Some guy named Brad has a blog full of ideas. And one of them is a great idea about how to use YouTube for instant political debates. I would love to see this.
Joe Brown at re/code takes a look at the Amazon Echo. He likes it. I don’t know if I mentioned it but I got on the waitlist for Echo as soon as it was announced, and got one in January. She sits in my office and she’s playing me Professor Longhair right now.

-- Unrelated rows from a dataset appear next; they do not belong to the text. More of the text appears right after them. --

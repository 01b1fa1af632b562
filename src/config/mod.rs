use crate::error::{GatewayError, Result};
use serde::{Deserialize, Serialize};
use std::path::Path;
use std::time::Duration;

/// Main gateway configuration
#[derive(Debug, Clone, Serialize, Deserialize)]
pub struct GatewayConfig {
    /// Server configuration
    #[serde(default)]
    pub server: ServerConfig,
    /// Upstream backend configuration
    pub upstream: UpstreamConfig,
    /// Redis configuration for the distributed rate limit store
    #[serde(default)]
    pub redis: RedisConfig,
    /// Global fallback rate limit (applied when no rule matches)
    #[serde(default)]
    pub rate_limit: RateLimitConfig,
    /// Live event stream configuration
    #[serde(default)]
    pub events: EventsConfig,
    /// Analytics persistence configuration (absent disables persistence)
    #[serde(default)]
    pub analytics: Option<AnalyticsConfig>,
    /// Trust X-Forwarded-For headers for client identification.
    /// Only enable this when the gateway sits behind a trusted proxy.
    #[serde(default)]
    pub trust_forwarded_for: bool,
}

/// Server configuration
#[derive(Debug, Clone, Serialize, Deserialize)]
pub struct ServerConfig {
    /// Server host address
    #[serde(default = "default_host")]
    pub host: String,
    /// Server port
    #[serde(default = "default_port")]
    pub port: u16,
    /// Path prefix under which requests are proxied to the upstream
    #[serde(default = "default_proxy_prefix")]
    pub proxy_prefix: String,
    /// Deadline for draining in-flight work on shutdown, in seconds
    #[serde(default = "default_shutdown_timeout")]
    pub shutdown_timeout_secs: u64,
}

/// Upstream backend configuration
#[derive(Debug, Clone, Serialize, Deserialize)]
pub struct UpstreamConfig {
    /// Upstream base URL (scheme://host[:port][/basepath])
    pub url: String,
    /// Total timeout for an upstream exchange, in seconds
    #[serde(default = "default_upstream_timeout")]
    pub timeout_secs: u64,
    /// Timeout for establishing the upstream connection, in seconds
    #[serde(default = "default_connect_timeout")]
    pub connect_timeout_secs: u64,
}

/// Redis configuration
#[derive(Debug, Clone, Serialize, Deserialize)]
pub struct RedisConfig {
    /// Redis connection URL
    #[serde(default = "default_redis_url")]
    pub url: String,
    /// Timeout for a single store call, in seconds
    #[serde(default = "default_store_timeout")]
    pub store_timeout_secs: u64,
}

/// Global fallback rate limit configuration
#[derive(Debug, Clone, Serialize, Deserialize)]
pub struct RateLimitConfig {
    /// Maximum number of requests allowed per window
    #[serde(default = "default_requests")]
    pub requests: i64,
    /// Sliding window duration in seconds
    #[serde(default = "default_window")]
    pub window_secs: u64,
}

/// Event broker configuration
#[derive(Debug, Clone, Serialize, Deserialize)]
pub struct EventsConfig {
    /// Per-subscriber queue capacity
    #[serde(default = "default_event_buffer")]
    pub buffer_size: usize,
}

/// Analytics sink configuration
#[derive(Debug, Clone, Serialize, Deserialize)]
pub struct AnalyticsConfig {
    /// PostgreSQL/TimescaleDB connection string
    pub database_url: String,
    /// Ingress channel capacity
    #[serde(default = "default_analytics_buffer")]
    pub buffer_size: usize,
    /// Number of events per write batch
    #[serde(default = "default_batch_size")]
    pub batch_size: usize,
    /// Maximum time between flushes, in seconds
    #[serde(default = "default_flush_interval")]
    pub flush_interval_secs: u64,
}

fn default_host() -> String {
    "0.0.0.0".to_string()
}

fn default_port() -> u16 {
    3000
}

fn default_proxy_prefix() -> String {
    "/proxy".to_string()
}

fn default_shutdown_timeout() -> u64 {
    10
}

fn default_upstream_timeout() -> u64 {
    10
}

fn default_connect_timeout() -> u64 {
    5
}

fn default_redis_url() -> String {
    "redis://127.0.0.1:6379".to_string()
}

fn default_store_timeout() -> u64 {
    3
}

fn default_requests() -> i64 {
    100
}

fn default_window() -> u64 {
    60
}

fn default_event_buffer() -> usize {
    256
}

fn default_analytics_buffer() -> usize {
    1000
}

fn default_batch_size() -> usize {
    100
}

fn default_flush_interval() -> u64 {
    5
}

impl Default for ServerConfig {
    fn default() -> Self {
        Self {
            host: default_host(),
            port: default_port(),
            proxy_prefix: default_proxy_prefix(),
            shutdown_timeout_secs: default_shutdown_timeout(),
        }
    }
}

impl Default for RedisConfig {
    fn default() -> Self {
        Self {
            url: default_redis_url(),
            store_timeout_secs: default_store_timeout(),
        }
    }
}

impl Default for RateLimitConfig {
    fn default() -> Self {
        Self {
            requests: default_requests(),
            window_secs: default_window(),
        }
    }
}

impl Default for EventsConfig {
    fn default() -> Self {
        Self {
            buffer_size: default_event_buffer(),
        }
    }
}

impl ServerConfig {
    /// Get the shutdown deadline as a Duration
    pub fn shutdown_timeout(&self) -> Duration {
        Duration::from_secs(self.shutdown_timeout_secs)
    }
}

impl RateLimitConfig {
    /// Get the window as a Duration
    pub fn window(&self) -> Duration {
        Duration::from_secs(self.window_secs)
    }
}

impl AnalyticsConfig {
    /// Get the flush interval as a Duration
    pub fn flush_interval(&self) -> Duration {
        Duration::from_secs(self.flush_interval_secs)
    }
}

impl GatewayConfig {
    /// Load configuration from a YAML file
    pub fn from_file<P: AsRef<Path>>(path: P) -> Result<Self> {
        let content = std::fs::read_to_string(path)
            .map_err(|e| GatewayError::Config(format!("Failed to read config file: {}", e)))?;

        Self::from_yaml(&content)
    }

    /// Parse configuration from YAML string
    pub fn from_yaml(yaml: &str) -> Result<Self> {
        serde_yaml::from_str(yaml)
            .map_err(|e| GatewayError::Config(format!("Failed to parse config: {}", e)))
    }

    /// Validate configuration
    pub fn validate(&self) -> Result<()> {
        if self.upstream.url.is_empty() {
            return Err(GatewayError::Config(
                "Upstream URL cannot be empty".to_string(),
            ));
        }

        if !self.upstream.url.starts_with("http://") && !self.upstream.url.starts_with("https://") {
            return Err(GatewayError::Config(format!(
                "Upstream URL must start with http:// or https://, got: {}",
                self.upstream.url
            )));
        }

        if !self.server.proxy_prefix.starts_with('/') {
            return Err(GatewayError::Config(format!(
                "Proxy prefix must start with /, got: {}",
                self.server.proxy_prefix
            )));
        }

        if self.server.proxy_prefix.len() > 1 && self.server.proxy_prefix.ends_with('/') {
            return Err(GatewayError::Config(
                "Proxy prefix must not end with /".to_string(),
            ));
        }

        if self.redis.url.is_empty() {
            return Err(GatewayError::Config("Redis URL cannot be empty".to_string()));
        }

        if self.rate_limit.requests <= 0 {
            return Err(GatewayError::Config(
                "Global rate limit requests must be > 0".to_string(),
            ));
        }

        if self.rate_limit.window_secs == 0 {
            return Err(GatewayError::Config(
                "Global rate limit window must be > 0".to_string(),
            ));
        }

        if let Some(analytics) = &self.analytics {
            if analytics.database_url.is_empty() {
                return Err(GatewayError::Config(
                    "Analytics database URL cannot be empty".to_string(),
                ));
            }
            if analytics.batch_size == 0 {
                return Err(GatewayError::Config(
                    "Analytics batch size must be > 0".to_string(),
                ));
            }
            if analytics.flush_interval_secs == 0 {
                return Err(GatewayError::Config(
                    "Analytics flush interval must be > 0".to_string(),
                ));
            }
        }

        Ok(())
    }
}
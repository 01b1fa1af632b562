//! In-memory fan-out of request outcome events.
//!
//! Every request that passes through the admission pipeline produces one
//! [`Event`]. The [`EventBroker`] broadcasts events to any number of
//! subscribers, each owning a bounded queue: a slow subscriber loses events
//! rather than slowing down producers or its siblings.

use chrono::{DateTime, Utc};
use serde::{Deserialize, Serialize};
use std::collections::HashMap;
use std::pin::Pin;
use std::sync::atomic::{AtomicU64, AtomicUsize, Ordering};
use std::sync::{Arc, RwLock};
use std::task::{Context, Poll};
use tokio::sync::mpsc;

/// Record of one request outcome
#[derive(Debug, Clone, Serialize, Deserialize)]
pub struct Event {
    pub timestamp: DateTime<Utc>,
    pub client_id: String,
    pub method: String,
    pub path: String,
    pub allowed: bool,
    /// Name of the matched rule, empty on the global fallback path
    #[serde(default, skip_serializing_if = "String::is_empty")]
    pub rule_name: String,
    /// Limit in effect, 0 when unknown (fail-open)
    pub limit: i64,
    /// Remaining requests, 0 when unknown (fail-open)
    pub remaining: i64,
    pub status: u16,
    /// Upstream exchange duration, 0 on the denied path
    pub response_ms: i64,
}

struct Registry {
    subscribers: RwLock<HashMap<usize, mpsc::Sender<Event>>>,
    next_id: AtomicUsize,
    buffer_size: usize,
    dropped: AtomicU64,
}

/// Fan-out broker for request outcome events.
///
/// Cloning is cheap; clones share the same subscriber registry.
#[derive(Clone)]
pub struct EventBroker {
    registry: Arc<Registry>,
}

impl EventBroker {
    /// Create a broker whose subscribers each get a queue of `buffer_size`.
    pub fn new(buffer_size: usize) -> Self {
        let buffer_size = if buffer_size == 0 { 64 } else { buffer_size };

        Self {
            registry: Arc::new(Registry {
                subscribers: RwLock::new(HashMap::new()),
                next_id: AtomicUsize::new(0),
                buffer_size,
                dropped: AtomicU64::new(0),
            }),
        }
    }

    /// Broadcast an event to all current subscribers without blocking.
    ///
    /// A subscriber whose queue is full misses this event; other subscribers
    /// still receive it.
    pub fn publish(&self, event: Event) {
        let subscribers = self.registry.subscribers.read().unwrap();

        for tx in subscribers.values() {
            if tx.try_send(event.clone()).is_err() {
                self.registry.dropped.fetch_add(1, Ordering::Relaxed);
            }
        }
    }

    /// Register a new subscriber queue.
    ///
    /// Dropping the returned subscription (or calling
    /// [`Subscription::cancel`]) removes the queue; no further events are
    /// delivered after that.
    pub fn subscribe(&self) -> Subscription {
        let (tx, rx) = mpsc::channel(self.registry.buffer_size);
        let id = self.registry.next_id.fetch_add(1, Ordering::Relaxed);

        self.registry.subscribers.write().unwrap().insert(id, tx);

        Subscription {
            id,
            rx,
            registry: Arc::clone(&self.registry),
        }
    }

    /// Number of active subscribers
    pub fn subscriber_count(&self) -> usize {
        self.registry.subscribers.read().unwrap().len()
    }

    /// Total events dropped across all subscribers due to full queues
    pub fn dropped(&self) -> u64 {
        self.registry.dropped.load(Ordering::Relaxed)
    }
}

/// Handle to one subscriber queue.
///
/// Receives events in publish order. Also implements
/// [`futures_util::Stream`] so it can back a live streaming response.
pub struct Subscription {
    id: usize,
    rx: mpsc::Receiver<Event>,
    registry: Arc<Registry>,
}

impl Subscription {
    /// Receive the next event, or None once cancelled and drained.
    pub async fn recv(&mut self) -> Option<Event> {
        self.rx.recv().await
    }

    /// Remove this subscriber from the broker.
    pub fn cancel(self) {}
}

impl Drop for Subscription {
    fn drop(&mut self) {
        self.registry.subscribers.write().unwrap().remove(&self.id);
    }
}

impl futures_util::Stream for Subscription {
    type Item = Event;

    fn poll_next(self: Pin<&mut Self>, cx: &mut Context<'_>) -> Poll<Option<Event>> {
        self.get_mut().rx.poll_recv(cx)
    }
}
//! Live event streaming over server-sent events.
//!
//! Each connected client gets its own broker subscription; disconnecting
//! drops the subscription and releases its queue.

use crate::events::EventBroker;
use axum::{
    extract::State,
    response::sse::{Event as SseEvent, KeepAlive, Sse},
};
use futures_util::{Stream, StreamExt};
use std::convert::Infallible;
use tracing::debug;

/// Serve gateway events as a JSON SSE stream.
pub async fn events_stream(
    State(broker): State<EventBroker>,
) -> Sse<impl Stream<Item = std::result::Result<SseEvent, Infallible>>> {
    debug!("live event stream subscriber connected");

    let stream = broker.subscribe().map(|event| {
        let sse = SseEvent::default()
            .json_data(&event)
            .unwrap_or_else(|_| SseEvent::default());
        Ok(sse)
    });

    Sse::new(stream).keep_alive(KeepAlive::default())
}
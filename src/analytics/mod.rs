//! Asynchronous batched persistence of request outcome events.
//!
//! The sink decouples the request path from the analytics database: `log` is
//! a non-blocking enqueue onto a bounded channel, and a single background
//! worker batches events and writes each batch in one transaction. Under
//! pressure the sink drops events and counts the drops; it never pushes
//! latency back into the request path.

use crate::error::{GatewayError, Result};
use crate::events::Event;
use sqlx::PgPool;
use std::sync::atomic::{AtomicU64, Ordering};
use std::sync::{Arc, Mutex};
use std::time::Duration;
use tokio::sync::{mpsc, watch};
use tokio::task::JoinHandle;
use tracing::{debug, error, warn};

/// Sentinel rule id persisted for events admitted by the global fallback.
const GLOBAL_RULE_ID: &str = "global";

/// Analytics sink tuning
#[derive(Debug, Clone)]
pub struct SinkConfig {
    /// Ingress channel capacity
    pub buffer_size: usize,
    /// Number of events per write batch
    pub batch_size: usize,
    /// Maximum time between flushes
    pub flush_interval: Duration,
}

impl Default for SinkConfig {
    fn default() -> Self {
        Self {
            buffer_size: 1000,
            batch_size: 100,
            flush_interval: Duration::from_secs(5),
        }
    }
}

/// Asynchronous event writer with batching.
pub struct AnalyticsSink {
    tx: mpsc::Sender<Event>,
    shutdown: watch::Sender<bool>,
    worker: Mutex<Option<JoinHandle<()>>>,
    logged: Arc<AtomicU64>,
    dropped: Arc<AtomicU64>,
}

impl AnalyticsSink {
    /// Create a sink and start its background worker.
    ///
    /// The pool is expected to be validated by the caller; a dead database
    /// shows up as flush failures counted in `dropped`, not as a
    /// construction error.
    pub fn new(pool: PgPool, config: SinkConfig) -> Self {
        let buffer_size = config.buffer_size.max(1);
        let batch_size = config.batch_size.max(1);

        let (tx, rx) = mpsc::channel(buffer_size);
        let (shutdown, shutdown_rx) = watch::channel(false);

        let logged = Arc::new(AtomicU64::new(0));
        let dropped = Arc::new(AtomicU64::new(0));

        let worker = tokio::spawn(worker_loop(
            pool,
            rx,
            shutdown_rx,
            batch_size,
            config.flush_interval,
            Arc::clone(&logged),
            Arc::clone(&dropped),
        ));

        Self {
            tx,
            shutdown,
            worker: Mutex::new(Some(worker)),
            logged,
            dropped,
        }
    }

    /// Queue an event for persistence without blocking.
    ///
    /// Drops the event and counts it when the buffer is full or the sink is
    /// already closed.
    pub fn log(&self, event: Event) {
        match self.tx.try_send(event) {
            Ok(()) => {}
            Err(mpsc::error::TrySendError::Full(_)) => {
                self.dropped.fetch_add(1, Ordering::Relaxed);
                warn!("analytics: event buffer full, dropping event");
            }
            Err(mpsc::error::TrySendError::Closed(_)) => {
                self.dropped.fetch_add(1, Ordering::Relaxed);
            }
        }
    }

    /// Current (logged, dropped) counters.
    pub fn stats(&self) -> (u64, u64) {
        (
            self.logged.load(Ordering::Relaxed),
            self.dropped.load(Ordering::Relaxed),
        )
    }

    /// Stop the worker, draining and flushing buffered events.
    ///
    /// Returns an error when the drain does not finish within `deadline`.
    pub async fn close(&self, deadline: Duration) -> Result<()> {
        let _ = self.shutdown.send(true);

        let worker = self.worker.lock().unwrap().take();
        let Some(worker) = worker else {
            return Ok(());
        };

        match tokio::time::timeout(deadline, worker).await {
            Ok(_) => Ok(()),
            Err(_) => Err(GatewayError::Internal(
                "analytics: shutdown timeout exceeded".to_string(),
            )),
        }
    }
}

async fn worker_loop(
    pool: PgPool,
    mut rx: mpsc::Receiver<Event>,
    mut shutdown_rx: watch::Receiver<bool>,
    batch_size: usize,
    flush_interval: Duration,
    logged: Arc<AtomicU64>,
    dropped: Arc<AtomicU64>,
) {
    let mut batch: Vec<Event> = Vec::with_capacity(batch_size);
    let mut ticker = tokio::time::interval(flush_interval);

    loop {
        tokio::select! {
            maybe_event = rx.recv() => match maybe_event {
                Some(event) => {
                    batch.push(event);
                    if batch.len() >= batch_size {
                        flush(&pool, &mut batch, &logged, &dropped).await;
                    }
                }
                None => {
                    flush(&pool, &mut batch, &logged, &dropped).await;
                    return;
                }
            },
            _ = ticker.tick() => {
                if !batch.is_empty() {
                    flush(&pool, &mut batch, &logged, &dropped).await;
                }
            }
            _ = shutdown_rx.changed() => {
                // Drain whatever is already queued, then stop.
                while let Ok(event) = rx.try_recv() {
                    batch.push(event);
                    if batch.len() >= batch_size {
                        flush(&pool, &mut batch, &logged, &dropped).await;
                    }
                }
                flush(&pool, &mut batch, &logged, &dropped).await;
                return;
            }
        }
    }
}

/// Write one batch inside a single transaction.
///
/// Begin or commit failure drops the whole batch. A failed row inside an
/// otherwise healthy transaction is skipped and counted as dropped; `logged`
/// only reflects rows actually inserted.
async fn flush(pool: &PgPool, batch: &mut Vec<Event>, logged: &AtomicU64, dropped: &AtomicU64) {
    if batch.is_empty() {
        return;
    }
    let total = batch.len() as u64;

    let mut tx = match pool.begin().await {
        Ok(tx) => tx,
        Err(e) => {
            error!("analytics: failed to begin transaction: {}", e);
            dropped.fetch_add(total, Ordering::Relaxed);
            batch.clear();
            return;
        }
    };

    let mut inserted: u64 = 0;
    for event in batch.iter() {
        let rule_id = if event.rule_name.is_empty() {
            GLOBAL_RULE_ID
        } else {
            event.rule_name.as_str()
        };

        let result = sqlx::query(
            r#"
            INSERT INTO rate_limit_events (
                timestamp, client_id, method, path, allowed,
                rule_id, limit_value, remaining, status, response_ms
            ) VALUES ($1, $2, $3, $4, $5, $6, $7, $8, $9, $10)
            "#,
        )
        .bind(event.timestamp)
        .bind(&event.client_id)
        .bind(&event.method)
        .bind(&event.path)
        .bind(event.allowed)
        .bind(rule_id)
        .bind(event.limit)
        .bind(event.remaining)
        .bind(event.status as i32)
        .bind(event.response_ms)
        .execute(&mut *tx)
        .await;

        match result {
            Ok(_) => inserted += 1,
            Err(e) => warn!("analytics: failed to insert event: {}", e),
        }
    }

    match tx.commit().await {
        Ok(()) => {
            logged.fetch_add(inserted, Ordering::Relaxed);
            dropped.fetch_add(total - inserted, Ordering::Relaxed);
            debug!("analytics: flushed {} events", inserted);
        }
        Err(e) => {
            error!("analytics: failed to commit transaction: {}", e);
            dropped.fetch_add(total, Ordering::Relaxed);
        }
    }

    batch.clear();
}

Syracuse University has launched a Web site with information on providing library services to patrons with disabilities. “Project ENABLE (Expanding Nondiscriminatory Access By Libraries Everywhere) recently launched a web site that provides librarians a broad scope of information on an array of disabilities topics … In addition to describing types of disabilities, the site helps librarians learn about assistive technologies; become aware of laws and policies governing disability services in schools and libraries; see steps they can take in their own libraries to provide high-quality services to people with autism, ADHD, and other disabilities; and assess their knowledge of those topics.”
Is YouTube’s Autoplay ready for release?
Coming soon, from Princeton: a huge digital archive on how to read a poem. “Meredith Martin, an associate professor and expert on English poetry of the 19th and 20th centuries, had assembled the sources to explore how the thinking about these “rules’ for reading poems had changed during the Victorian and early Modernist periods. These rules, found in versification manuals and grammar schoolbooks of the period, sometimes appeared as markings on the poem itself — typically accents on stressed syllables, little u-shaped marks called breves atop non-stressed syllables, and vertical lines to indicate pauses. Enlisting the help of computer scientists and librarians, Martin began in 2011 to build the Princeton Prosody Archive, a full-text searchable database of more than 10,000 digitized records published between 1750 and 1923. Currently in beta-testing, the Prosody Archive will be accessible to the public at the end of the year, with full access to the archive by 2017.” Holy cow, have I been doing it wrong this whole time?
Yes, Google Glass was roundly rejected by consumers, but is being tested by a European airport.
Ebook subscription site Scribd now has about 10,000. Marvel Comics is represented, but DC isn’t, not yet.